Long Live Bart’s is all about people who were involved in one way or another at St Bartholomew’s Hospital from its founding in 1123 to Victorian times. Some individuals are featured because they were famous for their skills and the advancement of medicine; others are celebrated for non-medical reasons, such as sport or exploration; a number are included for their notoriety and criminal activities.
About the Author
Greta Barnes (née Tisdale) trained as a nurse at Barts from 1959 to 1962 and was the founder/chief executive of the National Asthma and Respiratory Training Centre from 1986 until her retirement in 2001. She was awarded the MBE in 1995, lives in a village in the Cotswolds, and has a large close family including nine grandchildren.
REVIEW – Andrew Phillips
This is a lovely book. It is also a labour of love.
No-one concerned with or interested in St Bartholomew’s Hospital (Barts) in London – whether long-serving doctors and nurses or students beginning their medical path or sometime patients or indeed Londoners with a feel for their city – should fail to read it.
Greta Barnes, once a Barts nurse, has researched impressively and described in fluent and lively style almost 60 figures connected with Barts from its founding by the visionary Rahere in 1123 to Victorian times.

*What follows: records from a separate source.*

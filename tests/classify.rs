use approx::assert_relative_eq;
use mimic::body::{BodyLandmarks, LandmarkIdx as B};
use mimic::classify::{Classifier, PoseLabel};
use mimic::face::{FaceLandmarks, LandmarkIdx as F};
use mimic::hand::{HandLandmarks, LandmarkIdx as H};
use mimic::landmark::Detections;

/// A hand with every relevant landmark far away from the face.
fn hand() -> HandLandmarks {
    HandLandmarks::new()
        .with(H::Wrist, 0.9, 0.95)
        .with(H::ThumbTip, 0.9, 0.9)
        .with(H::IndexFingerTip, 0.9, 0.9)
        .with(H::MiddleFingerTip, 0.9, 0.9)
}

#[test]
fn empty_frame() {
    let classification = Classifier::default().classify(&Detections::none());
    assert_eq!(classification.label, PoseLabel::Default);
    assert_eq!(classification.debug.hands_detected, 0);
    assert!(!classification.debug.face_detected);
}

#[test]
fn raised_hand() {
    let detections = Detections {
        body: Some(BodyLandmarks::new().with(B::Nose, 0.5, 0.30)),
        hands: vec![hand().with(H::Wrist, 0.5, 0.20)],
        face: None,
    };
    let classification = Classifier::default().classify(&detections);
    assert_eq!(classification.label, PoseLabel::RaisingHand);
    assert_relative_eq!(classification.debug.hand_height, 0.10, epsilon = 1e-9);
    assert_eq!(classification.debug.hands_detected, 1);
}

#[test]
fn mouth_open_at_threshold_is_not_shocking() {
    let face = FaceLandmarks::new()
        .with(F::MouthTop, 0.5, 0.50)
        .with(F::MouthBottom, 0.5, 0.62)
        .with(F::Forehead, 0.5, 0.10)
        .with(F::Chin, 0.5, 0.90);
    let detections = Detections {
        face: Some(face.clone()),
        ..Detections::none()
    };
    let classification = Classifier::default().classify(&detections);
    assert_eq!(classification.label, PoseLabel::Default);
    assert_relative_eq!(classification.debug.mouth_ratio, 0.15, epsilon = 1e-9);
    assert!(classification.debug.face_detected);

    // slightly wider
    let detections = Detections {
        face: Some(face.with(F::MouthBottom, 0.5, 0.63)),
        ..Detections::none()
    };
    assert_eq!(
        Classifier::default().classify(&detections).label,
        PoseLabel::Shocking
    );
}

#[test]
fn finger_at_mouth() {
    let face = FaceLandmarks::new()
        .with(F::MouthCenter, 0.5, 0.5)
        .with(F::MouthTop, 0.5, 0.4)
        .with(F::MouthBottom, 0.5, 0.6)
        .with(F::Forehead, 0.5, 0.1)
        .with(F::Chin, 0.5, 0.8);
    let detections = Detections {
        body: None,
        hands: vec![hand().with(H::IndexFingerTip, 0.52, 0.51)],
        face: Some(face.clone()),
    };
    let classification = Classifier::default().classify(&detections);
    assert_eq!(classification.label, PoseLabel::Thinking);

    // the open mouth only counts once the finger moves away
    let detections = Detections {
        body: None,
        hands: vec![hand()],
        face: Some(face),
    };
    assert_eq!(
        Classifier::default().classify(&detections).label,
        PoseLabel::Shocking
    );
}
//! Video capture.

pub mod webcam;

use crate::image::Image;
use crate::timer::Timer;

/// A source of camera frames.
pub trait Camera {
    /// Reads the next frame.
    ///
    /// May block until a frame is available.
    fn read(&mut self) -> anyhow::Result<Image>;

    /// Releases the capture device. Reading from a released camera fails.
    fn release(&mut self) -> anyhow::Result<()>;

    /// Returns the profiling timers of this camera, if it has any.
    fn timers(&self) -> Vec<&Timer> {
        Vec::new()
    }
}

/// Stand-in for a camera that could not be opened. Every read fails.
#[derive(Debug, Default)]
pub struct Disconnected;

impl Camera for Disconnected {
    fn read(&mut self) -> anyhow::Result<Image> {
        anyhow::bail!("no camera available")
    }

    fn release(&mut self) -> anyhow::Result<()> {
        Ok(())
    }
}

#[cfg(test)]
mod tests {
    use super::*;

    #[test]
    fn disconnected_never_yields_frames() {
        let mut camera = Disconnected;
        assert!(camera.read().is_err());
        assert!(camera.read().is_err());
        camera.release().unwrap();
        assert!(camera.timers().is_empty());
    }
}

It is a portrait gallery of the oldest hospital in the world still working from its original site and one that has never closed its doors.
These portraits weave a history of Barts but also cast light on the fabric of medicine and society down the ages. It will appeal to those who appreciate glimpses into English history, particularly London’s, as well as those interested in the annals of medicine, science and hospitals. Be assured Long Live Bart’s is far from being for a specialist readership only. Plentifully illustrated largely in colour, drawing especially upon Barts archives, attractively printed, containing many quotations and helpful summaries, the book will prove an intriguing and good-looking present for many. Nor does it only deal with individuals. There are brief histories of nursing, the Barbers and Surgeons Company, the Royal Colleges of Physicians and of Surgeons, Barts very own parish church of St Bartholomew the Less and, also, the notorious – sometimes murderous – practice of body snatching for anatomical study (the “London Burkers”).
The book embraces those who worked or studied at Barts or whose prominent, though non-medical, lives touched upon Barts and Smithfield or Barts parish church. Thus, King Henry VIII playing a vital part in Barts history, William Wallace, Wat Tyler, Dick Whittington, John Lyly, Inigo Jones, James Gibbs and Barts magnificent architecture, William Hogarth and his two incomparable murals at Barts, John Leech, WG Grace “the greatest cricketer England has ever seen”, all make their appearance. Infamy intrudes too. Queen Elizabeth I’s Barts physician Roderigo Lopez was hanged as suspect in a plot to poison her (he was probably innocent), ex-student Billy Palmer went to the public gallows as the “Prince of Poisoners” (almost certainly guilty) while Robert Knox when in Edinburgh was hand in glove with body snatchers, including the infamous Burke and Hare.
For medical figures, Voltaire’s “big battalions” are all present –Thomas Vicary, William Harvey most renowned of all as the discoverer of the blood’s circulation, Percivall Pott, John Hunter, John Abernethy, James Paget, Luther Holden and many more; but also the less celebrated “best shots” two of whom, Thomas Young and James Hinton, the author leads out of history’s shadows into which they have fallen.
The Barts influence soared widely. William Marsden and Charles West became, respectively, founders of the Royal Free, Royal Marsden and Great Ormond Street Hospitals; Richard Owen’s determination led to the creation of a separate Natural History Museum in Alfred Waterhouse’s South Kensington new building.
And then there are the pioneering women, brave and resourceful, so often overcoming historical odds tilted against them: Margaret Blague Matron during the Great Plague of 1665, Frances Drake, Elizabeth Blackwell Britain’s and the USA’s first “lady doctor”, Maria Machin as well as those champions of modern professional nursing Ethel Bedford Fenwick and Isla Stewart.
Long Live Bart’s illustrates yet again what an extraordinary story that of Barts is. It encompasses its founder Rahere’s mission to aid the “sick poor”, Henry VIII’s formidable hand signing the refounding of Barts in the winter days of his last illness, the long roll call of medical and nursing eminence and innovation and the renowned specialisms of its services today.
What impresses still is the allegiance the Hospital continues to command, never more manifest than in the 1990s when its defenders faced down its intended closure by the then government amid, as a national newspaper recalled, “candlelight marches and the prayers in St Paul’s, the backlash from the City of London”. So many of those who hold Barts dear and led by the Save Barts Campaign marshalled by Wendy Mead and her colleagues vowed that they, like the Health Secretary of the successor government that saved Barts, “would not countenance the closure of that great Hospital” – nor would London.